Algorithms and Complexity Group
New Paper in Mathematics of Operations Research 08 Sep 2021
In our paper ''Algorithms for Persuasion with Limited Communication'' (by Ronen Gradwohl, Niklas Hahn, Martin Hoefer, Rann Smorodinsky) we study the problem faced by a recommendation engine (e.g., a website for hotel booking or travel) that wants to persuade a user with a recommendation. We analyze restrictions on the signal space such that there are more potential actions by the user than signals that can be issued for recommendation. For symmetric instances, when a priori all actions have similar profits, we characterize and design efficient algorithms for optimal recommendation schemes for the engine. In a subclass of instances, where profits are independent among actions, we obtain an algorithm that computes a near-optimal scheme. The paper has been accepted for publication in Mathematics of Operations Research, a leading journal in operations research.

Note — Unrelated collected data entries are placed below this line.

//! I/O module
//!
//! Handles CSV parsing and output.
//!
//! # Components
//!
//! - `csv_format` - CSV format handling (record conversion, output serialization)
//! - `sync_reader` - Synchronous CSV reader with iterator interface
//! - `async_reader` - Asynchronous CSV reader with batch reading interface

pub mod async_reader;
pub mod csv_format;
pub mod sync_reader;

pub use async_reader::AsyncReader;
pub use csv_format::{convert_csv_record, write_wallets_csv, CsvRecord};
pub use sync_reader::SyncReader;
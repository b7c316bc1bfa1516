//! Synchronous processing strategy
//!
//! This module provides a synchronous, single-threaded implementation of
//! the ProcessingStrategy trait. It orchestrates processing by
//! coordinating between the SyncReader (for CSV input) and the
//! WalletEngine (for the business logic).
//!
//! # Design
//!
//! The SyncProcessingStrategy focuses on orchestration, delegating:
//! - CSV parsing to `SyncReader` (iterator interface)
//! - Operation execution to `WalletEngine`
//! - CSV output to `csv_format::write_wallets_csv`
//!
//! Records stream through one at a time; memory usage is bounded by the
//! number of wallets and ledger rows, not the input size.
//!
//! # Owner registration
//!
//! Every record registers its initiating owner in the user directory
//! before executing, so an owner becomes transfer-addressable once it
//! has initiated at least one earlier operation. Transfers to ids that
//! never initiated anything are rejected by the engine.

use crate::config::WalletLimits;
use crate::core::{
    InMemoryDirectory, LimitPolicy, RetryPolicy, TransactionLedger, UserDirectory, WalletEngine,
    WalletStore,
};
use crate::io::csv_format::write_wallets_csv;
use crate::io::sync_reader::SyncReader;
use crate::strategy::{run_operation, ProcessingStrategy};
use std::io::Write;
use std::path::Path;
use std::sync::Arc;
use tracing::warn;

/// Synchronous processing strategy
///
/// Wires a fresh engine per run and drives operations through it in
/// input order.
#[derive(Debug, Clone)]
pub struct SyncProcessingStrategy {
    limits: WalletLimits,
}

impl SyncProcessingStrategy {
    /// Create a new SyncProcessingStrategy over the given limits
    pub fn new(limits: WalletLimits) -> Self {
        Self { limits }
    }
}

impl ProcessingStrategy for SyncProcessingStrategy {
    /// Process operations from the input file and write wallet states
    ///
    /// Fatal errors (file not found, output failure) are returned.
    /// Individual operation rejections are logged and processing
    /// continues with the next record.
    fn process(&self, input_path: &Path, output: &mut dyn Write) -> Result<(), String> {
        let store = Arc::new(WalletStore::new());
        let ledger = Arc::new(TransactionLedger::new());
        let directory = Arc::new(InMemoryDirectory::new());

        let engine = WalletEngine::new(
            Arc::clone(&store),
            Arc::clone(&ledger),
            Arc::clone(&directory) as Arc<dyn UserDirectory>,
            LimitPolicy::new(self.limits.clone()),
            RetryPolicy::default(),
        );

        let reader = SyncReader::new(input_path)?;

        for result in reader {
            match result {
                Ok(record) => {
                    directory.register(record.owner);
                    if let Err(e) = run_operation(&engine, &record) {
                        warn!(key = %record.key, "operation rejected: {}", e);
                    }
                }
                Err(e) => {
                    warn!("CSV parsing error: {}", e);
                }
            }
        }

        write_wallets_csv(&store.all_wallets(), output)
    }
}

Tutorial on Algorithms and Information Design at SAGT 2021 27 Aug 2021
New Paper at SAGT 2021 29 Jun 2021
Our paper ''When Dividing Mixed Manna is Easier than Dividing Goods: Competitive Equilibria with a Constant Number of Chores'' (by Jugal Garg, Martin Hoefer, Peter McGlaughlin, Marco Schmalhofer) was accepted at the 14th Int. Symposium on Algorithmic Game Theory (SAGT 2021).
New Paper at IJCAI 2021 29 Apr 2021
Our paper ''Stochastic Probing with Increasing Precision'' (by Martin Hoefer, Kevin Schewior, Daniel Schmand) was accepted at the 30th Int. Joint Conference on Artificial Intelligence (IJCAI 2021), one of the two international top-conferences in artificial intelligence.

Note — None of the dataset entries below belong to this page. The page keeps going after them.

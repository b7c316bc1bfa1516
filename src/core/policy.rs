//! Limit and freeze policy
//!
//! This module provides the `LimitPolicy` struct, the pure decision
//! logic gating every balance mutation: amount bounds, the daily
//! spending allowance, the freeze flag and the balance check, plus the
//! daily rollover that clears the counters.
//!
//! # Design
//!
//! The policy performs no I/O and holds no mutable state. Date-dependent
//! checks take `today` as an argument so the same inputs always produce
//! the same outcome; the caller decides what "today" is and persists any
//! wallet it asked the policy to mutate.

use crate::config::WalletLimits;
use crate::types::{Wallet, WalletError};
use chrono::NaiveDate;
use rust_decimal::Decimal;

/// Pure validation and freeze-transition logic for wallet mutations
///
/// Holds the configured [`WalletLimits`] and exposes one method per
/// rule. Validation methods never mutate; the two mutating methods
/// (`reset_if_new_day`, `record_spend`) only touch the in-memory wallet
/// handed to them.
#[derive(Debug, Clone)]
pub struct LimitPolicy {
    limits: WalletLimits,
}

impl LimitPolicy {
    /// Create a new LimitPolicy over the given limits
    pub fn new(limits: WalletLimits) -> Self {
        Self { limits }
    }

    /// The limits this policy enforces
    pub fn limits(&self) -> &WalletLimits {
        &self.limits
    }

    /// Check that an amount is positive and inside the configured range
    ///
    /// `operation` names the caller ("Load" or "Transfer") for the error
    /// message.
    ///
    /// # Errors
    ///
    /// Returns `InvalidAmount` if `amount <= 0` or outside
    /// `[min_amount, max_amount]`.
    pub fn validate_amount(&self, amount: Decimal, operation: &str) -> Result<(), WalletError> {
        if amount <= Decimal::ZERO
            || amount < self.limits.min_amount
            || amount > self.limits.max_amount
        {
            return Err(WalletError::invalid_amount(
                operation,
                amount,
                self.limits.min_amount,
                self.limits.max_amount,
            ));
        }
        Ok(())
    }

    /// Clear the daily counters if the wallet's reset date is not today
    ///
    /// Sets `daily_spent` to zero, unfreezes the wallet and stamps
    /// `today` as the new reset date. Applied before any limit check on
    /// every mutation attempt; a wallet last touched today is left
    /// untouched. The caller persists the change as part of its write.
    pub fn reset_if_new_day(&self, wallet: &mut Wallet, today: NaiveDate) {
        if wallet.last_reset_date != today {
            wallet.daily_spent = Decimal::ZERO;
            wallet.frozen = false;
            wallet.last_reset_date = today;
        }
    }

    /// Check that an amount fits in today's remaining allowance
    ///
    /// # Errors
    ///
    /// Returns `DailyLimitExceeded` (carrying the remaining allowance)
    /// if `amount > daily_limit - daily_spent`.
    pub fn validate_daily_limit(&self, wallet: &Wallet, amount: Decimal) -> Result<(), WalletError> {
        let remaining = self.remaining_daily_limit(wallet);
        if amount > remaining {
            return Err(WalletError::daily_limit_exceeded(
                wallet.owner,
                amount,
                remaining,
            ));
        }
        Ok(())
    }

    /// Check that the wallet is not frozen
    ///
    /// Applied on the transfer (debit) path only; loading a frozen
    /// wallet stays allowed.
    ///
    /// # Errors
    ///
    /// Returns `WalletFrozen` if the flag is set.
    pub fn validate_frozen(&self, wallet: &Wallet) -> Result<(), WalletError> {
        if wallet.frozen {
            return Err(WalletError::wallet_frozen(wallet.owner));
        }
        Ok(())
    }

    /// Check that the wallet balance covers a debit
    ///
    /// # Errors
    ///
    /// Returns `InsufficientBalance` (carrying the balance read) if
    /// `balance < amount`.
    pub fn validate_balance(&self, wallet: &Wallet, amount: Decimal) -> Result<(), WalletError> {
        if wallet.balance < amount {
            return Err(WalletError::insufficient_balance(
                wallet.owner,
                wallet.balance,
                amount,
            ));
        }
        Ok(())
    }

    /// Accrue an amount against today's allowance and freeze on the cap
    ///
    /// Adds `amount` to `daily_spent` with checked arithmetic and sets
    /// `frozen` once the accumulated spend reaches the daily limit. This
    /// is the only freeze transition besides the daily reset.
    ///
    /// # Errors
    ///
    /// Returns `ArithmeticOverflow` if the accrual would overflow.
    pub fn record_spend(&self, wallet: &mut Wallet, amount: Decimal) -> Result<(), WalletError> {
        wallet.daily_spent = wallet
            .daily_spent
            .checked_add(amount)
            .ok_or_else(|| WalletError::arithmetic_overflow("record_spend", wallet.owner))?;

        if wallet.daily_spent >= self.limits.daily_limit {
            wallet.frozen = true;
        }

        Ok(())
    }

    /// Allowance left today: `daily_limit - daily_spent`
    ///
    /// Can go negative when transfers (which skip the limit check) push
    /// the spend past the cap; callers report the value as-is.
    pub fn remaining_daily_limit(&self, wallet: &Wallet) -> Decimal {
        self.limits.daily_limit - wallet.daily_spent
    }
}

#[cfg(test)]
mod tests {
    use super::*;
    use rstest::rstest;

    fn policy() -> LimitPolicy {
        // min 1, max 10_000, daily limit 1_000
        LimitPolicy::new(WalletLimits::default())
    }

    fn wallet_on(day: NaiveDate) -> Wallet {
        Wallet::new(1, day)
    }

    fn day(y: i32, m: u32, d: u32) -> NaiveDate {
        NaiveDate::from_ymd_opt(y, m, d).unwrap()
    }

    #[rstest]
    #[case::at_min(Decimal::ONE)]
    #[case::typical(Decimal::new(250, 0))]
    #[case::at_max(Decimal::new(10_000, 0))]
    fn test_validate_amount_accepts_in_range(#[case] amount: Decimal) {
        assert!(policy().validate_amount(amount, "Load").is_ok());
    }

    #[rstest]
    #[case::zero(Decimal::ZERO)]
    #[case::negative(Decimal::new(-10, 0))]
    #[case::below_min(Decimal::new(5, 1))]
    #[case::above_max(Decimal::new(10_001, 0))]
    fn test_validate_amount_rejects_out_of_range(#[case] amount: Decimal) {
        let result = policy().validate_amount(amount, "Load");
        assert!(matches!(
            result.unwrap_err(),
            WalletError::InvalidAmount { .. }
        ));
    }

    #[test]
    fn test_reset_is_noop_on_same_day() {
        let today = day(2024, 3, 15);
        let mut wallet = wallet_on(today);
        wallet.daily_spent = Decimal::new(400, 0);
        wallet.frozen = true;

        policy().reset_if_new_day(&mut wallet, today);

        assert_eq!(wallet.daily_spent, Decimal::new(400, 0));
        assert!(wallet.frozen);
        assert_eq!(wallet.last_reset_date, today);
    }

    #[test]
    fn test_reset_clears_counters_on_new_day() {
        let yesterday = day(2024, 3, 14);
        let today = day(2024, 3, 15);
        let mut wallet = wallet_on(yesterday);
        wallet.daily_spent = Decimal::new(1_000, 0);
        wallet.frozen = true;

        policy().reset_if_new_day(&mut wallet, today);

        assert_eq!(wallet.daily_spent, Decimal::ZERO);
        assert!(!wallet.frozen);
        assert_eq!(wallet.last_reset_date, today);
    }

    #[test]
    fn test_reset_applies_even_when_stored_date_is_in_the_future() {
        // A clock moving backwards still counts as "a different day"
        let stored = day(2024, 3, 16);
        let today = day(2024, 3, 15);
        let mut wallet = wallet_on(stored);
        wallet.daily_spent = Decimal::new(10, 0);

        policy().reset_if_new_day(&mut wallet, today);

        assert_eq!(wallet.daily_spent, Decimal::ZERO);
        assert_eq!(wallet.last_reset_date, today);
    }

    #[test]
    fn test_daily_limit_allows_exact_remaining() {
        let mut wallet = wallet_on(day(2024, 3, 15));
        wallet.daily_spent = Decimal::new(950, 0);

        assert!(policy()
            .validate_daily_limit(&wallet, Decimal::new(50, 0))
            .is_ok());
    }

    #[test]
    fn test_daily_limit_rejects_over_remaining() {
        let mut wallet = wallet_on(day(2024, 3, 15));
        wallet.daily_spent = Decimal::new(950, 0);

        let result = policy().validate_daily_limit(&wallet, Decimal::new(60, 0));
        match result.unwrap_err() {
            WalletError::DailyLimitExceeded {
                requested,
                remaining,
                ..
            } => {
                assert_eq!(requested, Decimal::new(60, 0));
                assert_eq!(remaining, Decimal::new(50, 0));
            }
            other => panic!("Expected DailyLimitExceeded, got {:?}", other),
        }
    }

    #[test]
    fn test_validate_frozen() {
        let mut wallet = wallet_on(day(2024, 3, 15));
        assert!(policy().validate_frozen(&wallet).is_ok());

        wallet.frozen = true;
        assert!(matches!(
            policy().validate_frozen(&wallet).unwrap_err(),
            WalletError::WalletFrozen { owner: 1 }
        ));
    }

    #[test]
    fn test_validate_balance() {
        let mut wallet = wallet_on(day(2024, 3, 15));
        wallet.balance = Decimal::new(100, 0);

        assert!(policy()
            .validate_balance(&wallet, Decimal::new(100, 0))
            .is_ok());
        assert!(matches!(
            policy()
                .validate_balance(&wallet, Decimal::new(101, 0))
                .unwrap_err(),
            WalletError::InsufficientBalance { .. }
        ));
    }

    #[test]
    fn test_record_spend_below_limit_stays_unfrozen() {
        let mut wallet = wallet_on(day(2024, 3, 15));

        policy()
            .record_spend(&mut wallet, Decimal::new(999, 0))
            .unwrap();

        assert_eq!(wallet.daily_spent, Decimal::new(999, 0));
        assert!(!wallet.frozen);
    }

    #[rstest]
    #[case::exactly_at_limit(Decimal::new(600, 0))]
    #[case::past_limit(Decimal::new(700, 0))]
    fn test_record_spend_reaching_limit_freezes(#[case] amount: Decimal) {
        let mut wallet = wallet_on(day(2024, 3, 15));
        wallet.daily_spent = Decimal::new(400, 0);

        policy().record_spend(&mut wallet, amount).unwrap();

        assert!(wallet.frozen);
    }

    #[test]
    fn test_remaining_daily_limit_math() {
        let mut wallet = wallet_on(day(2024, 3, 15));
        wallet.daily_spent = Decimal::new(200, 0);

        assert_eq!(
            policy().remaining_daily_limit(&wallet),
            Decimal::new(800, 0)
        );
    }
}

New Paper in American Economic Journal: Microeconomics 17 Mar 2021
In our paper ''Reaping the Informational Surplus in Bayesian Persuasion'' (by Ronen Gradwohl, Niklas Hahn, Martin Hoefer, Rann Smorodinsky) we study a competitive scenario, in which several experts with knowledge about the state of the world want to influence the choice of a decision maker (e.g., consultants/lobbyists try to influence policy decisions of the government). Even if there is only slight uncertainty for each expert about the interests of other experts, then the decision maker can extract the full informational surplus -- by restricting to listen only to one expert, the emerging competition motivates them to reveal all information about the state of the world. The paper has been accepted for publication in American Economic Journal: Microeconomics, a top-journal in economics.